Count, please, the lines in the listing below that contain "either", and reply with the count only.
◇ ◇ ◇ ◇ ◇ ◇ ◇
//! Community graph construction

use rayon::prelude::*;
use crate::clique::Clique;
use crate::error::{CpmError, Result};
use crate::graph::{Graph, NodeId};

/// Count the original-graph nodes two cliques have in common
pub fn shared_members(a: &Clique, b: &Clique) -> usize {
    a.members().iter().filter(|&&node| b.contains(node)).count()
}

/// Check whether `a` and `b` share k-1 members, stopping as soon as they do
fn shares_k_minus_1(a: &Clique, b: &Clique, k: usize) -> bool {
    let mut common = 0;
    for &node in a.members() {
        if b.contains(node) {
            common += 1;
            if common == k - 1 {
                return true;
            }
        }
    }
    false
}

/// Build the graph whose nodes are `cliques` and whose edges join cliques
/// sharing k-1 nodes.
///
/// Node `i` stands for `cliques[i]`; its label is the clique's member labels
/// (looked up in `original`) joined with `,`. Labels are for display only and
/// may collide when original labels contain `,`. Every ordered pair is evaluated
/// on its own, so each link is stored in both directions. With `parallel` the
/// neighbor rows are computed on the rayon pool; edges are still appended in
/// node order.
pub fn build_community_graph(
    original: &Graph,
    cliques: &[Clique],
    k: usize,
    parallel: bool,
) -> Result<Graph> {
    if k < 2 {
        return Err(CpmError::InvalidCliqueSize { k });
    }

    log::info!("Building community graph from {} cliques", cliques.len());

    let mut community = Graph::with_capacity(cliques.len());
    for clique in cliques {
        community.add_community_node(&clique.label(original), clique.clone());
    }

    let row = |i: usize| -> Vec<NodeId> {
        (0..cliques.len())
            .filter(|&j| j != i && shares_k_minus_1(&cliques[i], &cliques[j], k))
            .map(NodeId::new)
            .collect()
    };

    let rows: Vec<Vec<NodeId>> = if parallel {
        (0..cliques.len()).into_par_iter().map(row).collect()
    } else {
        (0..cliques.len()).map(row).collect()
    };

    for (i, neighbors) in rows.into_iter().enumerate() {
        for neighbor in neighbors {
            community.add_edge(NodeId::new(i), neighbor);
        }
    }

    log::info!(
        "Community graph has {} nodes and {} links",
        community.node_count(),
        community.edge_count() / 2
    );

    Ok(community)
}
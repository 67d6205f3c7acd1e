//! Graph construction module

use crate::error::{CpmError, Result};
use crate::graph::{Graph, NodeId};

/// Builder for incrementally constructing a [`Graph`] by label
#[derive(Debug, Default)]
pub struct GraphBuilder {
    graph: Graph,
}

impl GraphBuilder {
    pub fn new() -> Self {
        Self::default()
    }

    /// Create a new graph builder with the given capacity
    pub fn with_capacity(capacity: usize) -> Self {
        Self {
            graph: Graph::with_capacity(capacity),
        }
    }

    /// Get or create a node for the given label
    pub fn get_or_create_node(&mut self, label: &str) -> Result<NodeId> {
        if let Some(id) = self.graph.find_by_label(label) {
            return Ok(id);
        }
        self.graph.add_node(label)
    }

    /// Declare a node that must not exist yet; `line` is reported on conflict
    pub fn declare_node(&mut self, label: &str, line: usize) -> Result<NodeId> {
        self.graph.add_node(label).map_err(|err| match err {
            CpmError::DuplicateLabel { label } => CpmError::DuplicateNode { line, label },
            other => other,
        })
    }

    pub fn find(&self, label: &str) -> Option<NodeId> {
        self.graph.find_by_label(label)
    }

    /// Add a one-directional edge between two existing nodes.
    ///
    /// Returns `false` when the edge is a self-loop or already present; such
    /// edges are not stored.
    pub fn add_edge_ids(&mut self, from: NodeId, to: NodeId) -> bool {
        if from == to || self.graph.is_connected(from, to) {
            return false;
        }
        self.graph.add_edge(from, to);
        true
    }

    /// Add an edge from one node to another, creating either node as needed
    pub fn add_edge(&mut self, from: &str, to: &str) -> Result<&mut Self> {
        let from = self.get_or_create_node(from)?;
        let to = self.get_or_create_node(to)?;
        self.add_edge_ids(from, to);
        Ok(self)
    }

    /// Add both directions of an edge, creating either node as needed
    pub fn add_undirected_edge(&mut self, a: &str, b: &str) -> Result<&mut Self> {
        let a = self.get_or_create_node(a)?;
        let b = self.get_or_create_node(b)?;
        self.add_edge_ids(a, b);
        self.add_edge_ids(b, a);
        Ok(self)
    }

    pub fn build(self) -> Graph {
        self.graph
    }
}

/// Build an undirected graph from label pairs
pub fn from_undirected_edges<'a, I>(edges: I) -> Result<Graph>
where
    I: IntoIterator<Item = (&'a str, &'a str)>,
{
    let mut builder = GraphBuilder::new();
    for (a, b) in edges {
        builder.add_undirected_edge(a, b)?;
    }
    Ok(builder.build())
}

#[cfg(test)]
mod tests {
    use super::*;

    #[test]
    fn undirected_edges_are_stored_once_per_direction() {
        let mut builder = GraphBuilder::with_capacity(3);
        builder
            .add_undirected_edge("a", "b")
            .unwrap()
            .add_undirected_edge("b", "a")
            .unwrap()
            .add_undirected_edge("a", "a")
            .unwrap();
        let graph = builder.build();

        let a = graph.find_by_label("a").unwrap();
        let b = graph.find_by_label("b").unwrap();
        assert_eq!(graph.neighbors(a), &[b]);
        assert_eq!(graph.neighbors(b), &[a]);
        assert_eq!(graph.edge_count(), 2);
    }

    #[test]
    fn declare_reports_line_of_duplicate() {
        let mut builder = GraphBuilder::new();
        builder.declare_node("v1", 1).unwrap();
        match builder.declare_node("v1", 4) {
            Err(CpmError::DuplicateNode { line, label }) => {
                assert_eq!(line, 4);
                assert_eq!(label, "v1");
            }
            other => panic!("expected duplicate node error, got {:?}", other),
        }
    }

    #[test]
    fn directed_edge_keeps_direction() {
        let mut builder = GraphBuilder::new();
        builder.add_edge("x", "y").unwrap();
        let graph = builder.build();
        let x = graph.find_by_label("x").unwrap();
        let y = graph.find_by_label("y").unwrap();
        assert!(graph.is_connected(x, y));
        assert!(!graph.is_connected(y, x));
    }
}
//! Clique verification for the candidates of one anchor node

use itertools::Itertools;
use crate::clique::{Candidate, Clique};
use crate::error::Result;
use crate::graph::{Graph, NodeId};

/// Turn every fully connected candidate into a clique with `anchor`.
///
/// A candidate qualifies when all of its member pairs are adjacent and every
/// member is adjacent to the anchor, adjacency being checked in both
/// directions. The anchor is stored last in each clique. Cliques come out in
/// reverse candidate order.
pub fn verify_candidates(
    graph: &Graph,
    anchor: NodeId,
    candidates: &[Candidate],
) -> Result<Vec<Clique>> {
    let mut cliques = Vec::new();

    for candidate in candidates.iter().rev() {
        if !is_complete(graph, anchor, candidate) {
            continue;
        }

        let mut members = Vec::with_capacity(candidate.len() + 1);
        members.extend_from_slice(candidate);
        members.push(anchor);

        let clique = Clique::new(members);
        clique.validate(graph, candidate.len() + 1)?;
        cliques.push(clique);
    }

    Ok(cliques)
}

fn is_complete(graph: &Graph, anchor: NodeId, candidate: &[NodeId]) -> bool {
    candidate
        .iter()
        .all(|&member| member != anchor && graph.is_adjacent(anchor, member))
        && candidate
            .iter()
            .tuple_combinations()
            .all(|(&a, &b)| graph.is_adjacent(a, b))
}

#[cfg(test)]
mod tests {
    use super::*;
    use crate::clique::clique_candidates;
    use crate::graph::builder::from_undirected_edges;

    #[test]
    fn keeps_only_connected_candidates() {
        // v5 with neighbors v3, v4, v6, v7 from the model graph
        let graph = from_undirected_edges([
            ("v3", "v4"),
            ("v3", "v5"),
            ("v4", "v5"),
            ("v4", "v6"),
            ("v4", "v7"),
            ("v5", "v6"),
            ("v5", "v7"),
            ("v6", "v7"),
        ])
        .unwrap();
        let id = |label: &str| graph.find_by_label(label).unwrap();
        let v5 = id("v5");

        let candidates = clique_candidates(3, &graph.distinct_neighbors(v5));
        assert_eq!(candidates.len(), 6);

        let cliques = verify_candidates(&graph, v5, &candidates).unwrap();
        let labels: Vec<String> = cliques.iter().map(|c| c.label(&graph)).collect();
        assert_eq!(labels, vec!["v6,v7,v5", "v4,v7,v5", "v6,v4,v5", "v3,v4,v5"]);

        for clique in &cliques {
            assert_eq!(*clique.members().last().unwrap(), v5);
        }
    }

    #[test]
    fn anchor_must_reach_members_both_ways() {
        let mut graph = Graph::new();
        let a = graph.add_node("a").unwrap();
        let b = graph.add_node("b").unwrap();
        let c = graph.add_node("c").unwrap();
        for (x, y) in [(a, b), (b, a), (a, c), (b, c), (c, b)] {
            graph.add_edge(x, y);
        }
        let cliques = verify_candidates(&graph, a, &[vec![b, c]]).unwrap();
        assert!(cliques.is_empty());
    }

    #[test]
    fn no_candidates_no_cliques() {
        let graph = from_undirected_edges([("a", "b")]).unwrap();
        let a = graph.find_by_label("a").unwrap();
        assert!(verify_candidates(&graph, a, &[]).unwrap().is_empty());
    }
}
◇ ◇ ◇ ◇ ◇ ◇ ◇
- [Solution for this exercise] 2